Appellant urges that the facts of this case made a jury question as to whether appellees were guilty of wilful or wanton negligence and that the evidence is sufficient to support the verdict of the jury. A careful study of the record convinces us that the action of the trial court was correct. Appellant's status was that of a licensee and the possessor of the premises owed her the duty not to wilfully or wantonly injure her. The case of Dry v. Ford, 238 Miss. 98, 117 So. 2d 456 (1960) involved a young man who was injured while a licensee on the premises of Ford. He was under a pickup truck with his feet sticking out about two feet and an employee of Ford, while driving a car into the garage, did not see Dry's feet and ran over them. The trial court granted a peremptory instruction at the request of the defendants. In affirming the case we said:

The undisputed evidence for plaintiff would not warrant a jury in finding that appellees willfully or wantonly injured him. This is the recognized measure of the duty of a possessor of premises to a licensee. Bishop v. Stewart, 1958, 234 Miss. 409, 106 So. 2d 899. Something more is required than mere inadvertence or lack of attention. There must be a more or less extreme departure from ordinary standards of care. The conduct must differ in quality, as well as in degree, from ordinary negligence, and must involve a conscious disregard of a known, serious danger. Prosser, Torts (2d ed. 1955), Sec. 77.
(238 Miss. at 102, 117 So. 2d at 458).

See also, Fowler Butane Gas Co. v. Varner, 244 Miss. 130, 141 So. 2d 26 (1962).

When we consider the facts of this case in the light of the rule announced above, it is apparent that the trial court was correct in granting the judgment notwithstanding the verdict.

We find no error in the procedure followed by the trial court in this case. In fact, it is the proper procedure for the trial court to follow in cases where doubt exists in the mind of the court as to whether a peremptory instruction should be granted. Under such circumstances it is much better to submit the issue to the jury. Then, if the jury returns a verdict contrary to what the court after further deliberation thinks is contrary to the law, the court can sustain a motion for a judgment notwithstanding the verdict. When a case reaches this Court in this posture and it is determined that the trial court was in error in granting a motion for a judgment notwithstanding the verdict, we can reinstate the judgment based upon the jury verdict without the necessity of remanding the case for another trial. In many cases, this procedure saves time and expense for the courts and litigants.

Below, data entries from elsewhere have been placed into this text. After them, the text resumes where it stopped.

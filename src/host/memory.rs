//! In-memory host.
//!
//! [`MemoryHost`] implements every capability the protocol needs without a
//! real chain:
//!
//! - **Fungible tokens** with balances, allowances and EIP-2612 permits
//! - **Multi-tokens** (id-addressed balances) moved through the data-driven
//!   transfer path; the transfer data is the 32-byte token id
//! - **Read-only contracts** registered as closures, plus `balanceOf` /
//!   `allowance` on every token
//! - **Callback receivers** that may re-enter the protocol
//! - **Contract wallets** that accept signatures from an owner key (ERC-1271)
//! - **Snapshots** so failed fills leave balances untouched
//!
//! Every static call is counted, which lets tests observe predicate
//! short-circuiting.

use std::cell::Cell;
use std::collections::{BTreeMap, HashMap, HashSet};

use alloy::primitives::{keccak256, Address, Bytes, B256, U256};
use alloy::signers::local::PrivateKeySigner;
use alloy::signers::SignerSync;
use alloy::sol_types::{Eip712Domain, SolInterface, SolStruct};

use crate::abi::{self, IERC20::IERC20Calls};
use crate::auth::recover_signer;
use crate::engine::LimitOrderProtocol;
use crate::error::{CallError, HostError, PermitError, TransferError};
use crate::host::{AssetTransfer, ChainView, FillNotice, Host, PermitExecutor, Transfer};
use crate::types::Permit;

/// Read-only contract: call data in, return data out.
pub type ContractFn = Box<dyn Fn(&[u8]) -> Result<Bytes, CallError>>;

/// Post-fill callback receiver.
pub type ReceiverFn =
    Box<dyn FnMut(&mut LimitOrderProtocol, &mut MemoryHost, &FillNotice) -> Result<(), HostError>>;

/// Token flavour.
#[derive(Debug, Clone, Copy, PartialEq, Eq)]
pub enum TokenKind {
    /// Balance per holder; standard transfer path
    Fungible,
    /// Balance per (id, holder); data-driven transfer path
    MultiToken,
}

#[derive(Debug, Clone)]
struct Token {
    name: String,
    kind: TokenKind,
}

/// Everything a snapshot captures.
#[derive(Debug, Clone, Default)]
struct Books {
    tokens: BTreeMap<Address, Token>,
    balances: HashMap<(Address, Address), U256>,
    item_balances: HashMap<(Address, U256, Address), U256>,
    allowances: HashMap<(Address, Address, Address), U256>,
    operators: HashSet<(Address, Address, Address)>,
    permit_nonces: HashMap<(Address, Address), U256>,
    used_permits: HashSet<B256>,
    notices: Vec<(Address, FillNotice)>,
}

/// In-memory implementation of [`Host`].
pub struct MemoryHost {
    chain_id: u64,
    timestamp: u64,
    books: Books,
    snapshots: Vec<Books>,
    contracts: HashMap<Address, ContractFn>,
    receivers: HashMap<Address, ReceiverFn>,
    wallets: HashMap<Address, Address>,
    static_calls: Cell<usize>,
}

impl std::fmt::Debug for MemoryHost {
    fn fmt(&self, f: &mut std::fmt::Formatter<'_>) -> std::fmt::Result {
        f.debug_struct("MemoryHost")
            .field("chain_id", &self.chain_id)
            .field("timestamp", &self.timestamp)
            .field("tokens", &self.books.tokens.len())
            .field("snapshots", &self.snapshots.len())
            .field("contracts", &self.contracts.len())
            .field("receivers", &self.receivers.len())
            .finish()
    }
}

impl MemoryHost {
    pub fn new(chain_id: u64, timestamp: u64) -> Self {
        Self {
            chain_id,
            timestamp,
            books: Books::default(),
            snapshots: Vec::new(),
            contracts: HashMap::new(),
            receivers: HashMap::new(),
            wallets: HashMap::new(),
            static_calls: Cell::new(0),
        }
    }

    // ========================================================================
    // Environment
    // ========================================================================

    pub fn set_timestamp(&mut self, timestamp: u64) {
        self.timestamp = timestamp;
    }

    /// Number of static calls served so far.
    pub fn static_call_count(&self) -> usize {
        self.static_calls.get()
    }

    pub fn reset_static_call_count(&self) {
        self.static_calls.set(0);
    }

    pub fn register_contract(
        &mut self,
        address: Address,
        contract: impl Fn(&[u8]) -> Result<Bytes, CallError> + 'static,
    ) {
        self.contracts.insert(address, Box::new(contract));
    }

    pub fn register_receiver(
        &mut self,
        address: Address,
        receiver: impl FnMut(&mut LimitOrderProtocol, &mut MemoryHost, &FillNotice) -> Result<(), HostError>
            + 'static,
    ) {
        self.receivers.insert(address, Box::new(receiver));
    }

    /// Make `wallet` accept signatures produced by `owner`.
    pub fn register_wallet(&mut self, wallet: Address, owner: Address) {
        self.wallets.insert(wallet, owner);
    }

    /// Callbacks delivered so far, oldest first.
    pub fn notices(&self) -> &[(Address, FillNotice)] {
        &self.books.notices
    }

    // ========================================================================
    // Tokens
    // ========================================================================

    pub fn deploy_token(&mut self, asset: Address, name: impl Into<String>) {
        self.deploy(asset, name.into(), TokenKind::Fungible);
    }

    pub fn deploy_multi_token(&mut self, asset: Address, name: impl Into<String>) {
        self.deploy(asset, name.into(), TokenKind::MultiToken);
    }

    fn deploy(&mut self, asset: Address, name: String, kind: TokenKind) {
        self.books.tokens.insert(asset, Token { name, kind });
    }

    pub fn mint(&mut self, asset: Address, holder: Address, amount: U256) {
        let balance = self.books.balances.entry((asset, holder)).or_default();
        *balance = balance.saturating_add(amount);
    }

    pub fn mint_item(&mut self, asset: Address, id: U256, holder: Address, amount: U256) {
        let balance = self.books.item_balances.entry((asset, id, holder)).or_default();
        *balance = balance.saturating_add(amount);
    }

    pub fn approve(&mut self, asset: Address, owner: Address, spender: Address, amount: U256) {
        self.books.allowances.insert((asset, owner, spender), amount);
    }

    pub fn set_approval_for_all(&mut self, asset: Address, owner: Address, operator: Address, approved: bool) {
        if approved {
            self.books.operators.insert((asset, owner, operator));
        } else {
            self.books.operators.remove(&(asset, owner, operator));
        }
    }

    pub fn balance_of(&self, asset: Address, holder: Address) -> U256 {
        self.books.balances.get(&(asset, holder)).copied().unwrap_or_default()
    }

    pub fn item_balance_of(&self, asset: Address, id: U256, holder: Address) -> U256 {
        self.books
            .item_balances
            .get(&(asset, id, holder))
            .copied()
            .unwrap_or_default()
    }

    pub fn allowance(&self, asset: Address, owner: Address, spender: Address) -> U256 {
        self.books
            .allowances
            .get(&(asset, owner, spender))
            .copied()
            .unwrap_or_default()
    }

    pub fn permit_nonce(&self, asset: Address, owner: Address) -> U256 {
        self.books
            .permit_nonces
            .get(&(asset, owner))
            .copied()
            .unwrap_or_default()
    }

    // ========================================================================
    // Permits
    // ========================================================================

    fn permit_domain(&self, asset: Address) -> Result<Eip712Domain, PermitError> {
        let token = self
            .books
            .tokens
            .get(&asset)
            .filter(|token| token.kind == TokenKind::Fungible)
            .ok_or(PermitError::Unsupported(asset))?;
        Ok(Eip712Domain::new(
            Some(token.name.clone().into()),
            Some("1".into()),
            Some(U256::from(self.chain_id)),
            Some(asset),
            None,
        ))
    }

    /// EIP-2612 digest for the owner's next permit on `asset`.
    pub fn permit_digest(
        &self,
        asset: Address,
        owner: Address,
        spender: Address,
        value: U256,
        deadline: u64,
    ) -> Result<B256, PermitError> {
        let domain = self.permit_domain(asset)?;
        let message = abi::Permit {
            owner,
            spender,
            value,
            nonce: self.permit_nonce(asset, owner),
            deadline: U256::from(deadline),
        };
        Ok(message.eip712_signing_hash(&domain))
    }

    /// Build and sign the owner's next permit on `asset`.
    pub fn sign_permit(
        &self,
        signer: &PrivateKeySigner,
        asset: Address,
        spender: Address,
        value: U256,
        deadline: u64,
    ) -> Result<Permit, PermitError> {
        let owner = signer.address();
        let digest = self.permit_digest(asset, owner, spender, value, deadline)?;
        let signature = signer
            .sign_hash_sync(&digest)
            .map_err(|_| PermitError::InvalidSignature)?;
        Ok(Permit {
            owner,
            spender,
            value,
            deadline,
            signature: Bytes::copy_from_slice(&signature.as_bytes()),
        })
    }

    // ========================================================================
    // Transfer paths
    // ========================================================================

    fn transfer_fungible(&mut self, transfer: &Transfer<'_>) -> Result<(), TransferError> {
        let key = (transfer.asset, transfer.from, transfer.operator);
        let allowance = self.books.allowances.get(&key).copied().unwrap_or_default();
        if allowance < transfer.amount {
            return Err(TransferError::InsufficientAllowance);
        }
        let from_balance = self.balance_of(transfer.asset, transfer.from);
        if from_balance < transfer.amount {
            return Err(TransferError::InsufficientBalance);
        }

        if allowance != U256::MAX {
            self.books.allowances.insert(key, allowance - transfer.amount);
        }
        self.books
            .balances
            .insert((transfer.asset, transfer.from), from_balance - transfer.amount);
        let to_balance = self.books.balances.entry((transfer.asset, transfer.to)).or_default();
        *to_balance = to_balance.saturating_add(transfer.amount);
        Ok(())
    }

    fn transfer_item(&mut self, transfer: &Transfer<'_>) -> Result<(), TransferError> {
        let id_bytes: [u8; 32] = transfer
            .data
            .try_into()
            .map_err(|_| TransferError::MalformedData)?;
        let id = U256::from_be_bytes(id_bytes);

        if !self
            .books
            .operators
            .contains(&(transfer.asset, transfer.from, transfer.operator))
        {
            return Err(TransferError::InsufficientAllowance);
        }
        let from_balance = self.item_balance_of(transfer.asset, id, transfer.from);
        if from_balance < transfer.amount {
            return Err(TransferError::InsufficientBalance);
        }

        self.books
            .item_balances
            .insert((transfer.asset, id, transfer.from), from_balance - transfer.amount);
        let to_balance = self
            .books
            .item_balances
            .entry((transfer.asset, id, transfer.to))
            .or_default();
        *to_balance = to_balance.saturating_add(transfer.amount);
        Ok(())
    }

    fn token_call(&self, asset: Address, data: &[u8]) -> Result<Bytes, CallError> {
        let call = IERC20Calls::abi_decode(data).map_err(|_| CallError::Reverted(Bytes::new()))?;
        let word = match call {
            IERC20Calls::balanceOf(call) => self.balance_of(asset, call.account),
            IERC20Calls::allowance(call) => self.allowance(asset, call.owner, call.spender),
        };
        Ok(Bytes::copy_from_slice(&word.to_be_bytes::<32>()))
    }
}

// ============================================================================
// Capability impls
// ============================================================================

impl ChainView for MemoryHost {
    fn timestamp(&self) -> u64 {
        self.timestamp
    }

    fn static_call(&self, target: Address, data: &[u8]) -> Result<Bytes, CallError> {
        self.static_calls.set(self.static_calls.get() + 1);
        if self.books.tokens.contains_key(&target) {
            return self.token_call(target, data);
        }
        match self.contracts.get(&target) {
            Some(contract) => contract(data),
            None => Err(CallError::NoContract(target)),
        }
    }
}

impl AssetTransfer for MemoryHost {
    fn transfer(&mut self, transfer: &Transfer<'_>) -> Result<(), TransferError> {
        let kind = self
            .books
            .tokens
            .get(&transfer.asset)
            .map(|token| token.kind)
            .ok_or(TransferError::UnknownAsset(transfer.asset))?;

        match (kind, transfer.is_standard()) {
            (TokenKind::Fungible, true) => self.transfer_fungible(transfer),
            (TokenKind::MultiToken, false) => self.transfer_item(transfer),
            _ => Err(TransferError::MalformedData),
        }
    }
}

impl PermitExecutor for MemoryHost {
    fn permit(&mut self, asset: Address, permit: &Permit) -> Result<(), PermitError> {
        let domain = self.permit_domain(asset)?;

        if self.timestamp > permit.deadline {
            return Err(PermitError::Expired);
        }

        let signature_id = keccak256(&permit.signature);
        if self.books.used_permits.contains(&signature_id) {
            return Err(PermitError::AlreadyUsed);
        }

        let nonce = self.permit_nonce(asset, permit.owner);
        let message = abi::Permit {
            owner: permit.owner,
            spender: permit.spender,
            value: permit.value,
            nonce,
            deadline: U256::from(permit.deadline),
        };
        let digest = message.eip712_signing_hash(&domain);
        if recover_signer(&digest, &permit.signature) != Some(permit.owner) {
            return Err(PermitError::InvalidSignature);
        }

        self.books.used_permits.insert(signature_id);
        self.books
            .permit_nonces
            .insert((asset, permit.owner), nonce + U256::from(1));
        self.books
            .allowances
            .insert((asset, permit.owner, permit.spender), permit.value);
        Ok(())
    }
}

impl Host for MemoryHost {
    fn snapshot(&mut self) -> usize {
        self.snapshots.push(self.books.clone());
        self.snapshots.len() - 1
    }

    fn revert_to(&mut self, id: usize) {
        if id >= self.snapshots.len() {
            return;
        }
        self.snapshots.truncate(id + 1);
        if let Some(books) = self.snapshots.pop() {
            self.books = books;
        }
    }

    fn release(&mut self, id: usize) {
        self.snapshots.truncate(id);
    }

    fn notify_fill(
        &mut self,
        protocol: &mut LimitOrderProtocol,
        target: Address,
        notice: &FillNotice,
    ) -> Result<(), HostError> {
        self.books.notices.push((target, notice.clone()));

        let Some(mut receiver) = self.receivers.remove(&target) else {
            return Ok(());
        };
        let result = receiver(protocol, self, notice);
        self.receivers.entry(target).or_insert(receiver);
        result
    }

    fn is_valid_signature(&self, signer: Address, hash: B256, signature: &[u8]) -> bool {
        match self.wallets.get(&signer) {
            Some(owner) => recover_signer(&hash, signature) == Some(*owner),
            None => false,
        }
    }
}

// ============================================================================
// Unit Tests
// ============================================================================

We do not mean to infer by what has been said that the trial court should submit every case to the jury. When the trial court is convinced that a peremptory instruction should be granted, it, of course, should do so.

For the reasons stated this case is affirmed on direct appeal. This action makes it unnecessary to consider the errors *527 assigned on cross appeal and the case is also affirmed on cross appeal.

Affirmed on direct and cross appeal.

GILLESPIE, P.J., and JONES, PATTERSON and ROBERTSON, JJ., concur.